### [Assigned task]
In the listing below, locate the lines that hold "ApiErrorResponse" and copy them.

START Data

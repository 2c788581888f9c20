//! JSON error envelope for the HTTP API

use axum::{
    http::StatusCode,
    response::{IntoResponse, Response},
    Json,
};
use serde::{Deserialize, Serialize};

use crate::domain::{AnalysisError, DomainError};

#[derive(Debug, Clone, Copy, PartialEq, Eq, Serialize, Deserialize)]
#[serde(rename_all = "snake_case")]
pub enum ApiErrorType {
    InvalidRequestError,
    NotFoundError,
    ServerError,
    ServiceUnavailableError,
}

impl std::fmt::Display for ApiErrorType {
    fn fmt(&self, f: &mut std::fmt::Formatter<'_>) -> std::fmt::Result {
        match self {
            Self::InvalidRequestError => write!(f, "invalid_request_error"),
            Self::NotFoundError => write!(f, "not_found_error"),
            Self::ServerError => write!(f, "server_error"),
            Self::ServiceUnavailableError => write!(f, "service_unavailable_error"),
        }
    }
}

/// `{"error": {...}}`
#[derive(Debug, Clone, Serialize, Deserialize)]
pub struct ApiErrorResponse {
    pub error: ApiErrorDetail,
}

#[derive(Debug, Clone, Serialize, Deserialize)]
pub struct ApiErrorDetail {
    pub message: String,
    #[serde(rename = "type")]
    pub error_type: ApiErrorType,
    #[serde(skip_serializing_if = "Option::is_none")]
    pub param: Option<String>,
    #[serde(skip_serializing_if = "Option::is_none")]
    pub code: Option<String>,
}

/// API error with status code
#[derive(Debug)]
pub struct ApiError {
    pub status: StatusCode,
    pub response: ApiErrorResponse,
}

impl ApiError {
    pub fn new(status: StatusCode, error_type: ApiErrorType, message: impl Into<String>) -> Self {
        Self {
            status,
            response: ApiErrorResponse {
                error: ApiErrorDetail {
                    message: message.into(),
                    error_type,
                    param: None,
                    code: None,
                },
            },
        }
    }

    /// Name the offending form field
    pub fn with_param(mut self, param: impl Into<String>) -> Self {
        self.response.error.param = Some(param.into());
        self
    }

    pub fn with_code(mut self, code: impl Into<String>) -> Self {
        self.response.error.code = Some(code.into());
        self
    }

    pub fn bad_request(message: impl Into<String>) -> Self {
        Self::new(StatusCode::BAD_REQUEST, ApiErrorType::InvalidRequestError, message)
    }

    pub fn not_found(message: impl Into<String>) -> Self {
        Self::new(StatusCode::NOT_FOUND, ApiErrorType::NotFoundError, message)
    }

    pub fn internal(message: impl Into<String>) -> Self {
        Self::new(StatusCode::INTERNAL_SERVER_ERROR, ApiErrorType::ServerError, message)
    }

    pub fn unavailable(message: impl Into<String>) -> Self {
        Self::new(
            StatusCode::SERVICE_UNAVAILABLE,
            ApiErrorType::ServiceUnavailableError,
            message,
        )
    }
}

impl IntoResponse for ApiError {
    fn into_response(self) -> Response {
        (self.status, Json(self.response)).into_response()
    }
}

impl From<AnalysisError> for ApiError {
    fn from(err: AnalysisError) -> Self {
        let message = err.to_string();
        let api_error = match &err {
            AnalysisError::EmptyOrInvalidLogFile { .. } => Self::bad_request(message).with_param("file"),
            AnalysisError::EmbeddingService { .. } => Self::unavailable(message),
            // LLM failures degrade inside the pipeline; one reaching here is a bug
            AnalysisError::LlmService(_)
            | AnalysisError::LlmResponseParse(_)
            | AnalysisError::UnknownPricingModel(_)
            | AnalysisError::Internal(_) => Self::internal(message),
        };

        api_error.with_code(err.code())
    }
}

impl From<DomainError> for ApiError {
    fn from(err: DomainError) -> Self {
        match &err {
            DomainError::Validation { message } => Self::bad_request(message),
            DomainError::Provider { provider, message } => {
                Self::unavailable(format!("{}: {}", provider, message))
            }
            DomainError::Configuration { message } | DomainError::Internal { message } => {
                Self::internal(message)
            }
        }
    }
}

impl std::fmt::Display for ApiError {
    fn fmt(&self, f: &mut std::fmt::Formatter<'_>) -> std::fmt::Result {
        write!(
            f,
            "{}: {}",
            self.response.error.error_type, self.response.error.message
        )
    }
}

impl std::error::Error for ApiError {}

#[cfg(test)]
mod tests {
    use super::*;

    #[test]
    fn test_analysis_error_status_mapping() {
        let cases = [
            (AnalysisError::empty_or_invalid("nothing"), StatusCode::BAD_REQUEST),
            (
                AnalysisError::embedding_service(0, DomainError::provider("openai", "HTTP 503")),
                StatusCode::SERVICE_UNAVAILABLE,
            ),
            (AnalysisError::unknown_pricing_model("gpt-9"), StatusCode::INTERNAL_SERVER_ERROR),
            (AnalysisError::internal("stage order"), StatusCode::INTERNAL_SERVER_ERROR),
            (AnalysisError::llm_service("reset"), StatusCode::INTERNAL_SERVER_ERROR),
            (AnalysisError::llm_response_parse("not json"), StatusCode::INTERNAL_SERVER_ERROR),
        ];

        for (err, expected) in cases {
            assert_eq!(ApiError::from(err).status, expected);
        }
    }

    #[test]
    fn test_error_envelope_serialization() {
        let err = ApiError::from(AnalysisError::empty_or_invalid("No records"));

        let json = serde_json::to_value(&err.response).unwrap();

        assert_eq!(json["error"]["type"], "invalid_request_error");
        assert_eq!(json["error"]["code"], "empty_or_invalid_log_file");
        assert_eq!(json["error"]["param"], "file");
        assert!(json["error"]["message"].as_str().unwrap().contains("No records"));
    }

    #[test]
    fn test_domain_error_conversion() {
        let err = ApiError::from(DomainError::validation("Unsupported log format 'xml'"));
        assert_eq!(err.status, StatusCode::BAD_REQUEST);
        assert!(err.to_string().starts_with("invalid_request_error"));

        let err = ApiError::from(DomainError::configuration("bad"));
        assert_eq!(err.status, StatusCode::INTERNAL_SERVER_ERROR);
    }
}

END Data

### [Answer box]
pub struct ApiErrorResponse {
    pub response: ApiErrorResponse,
            response: ApiErrorResponse {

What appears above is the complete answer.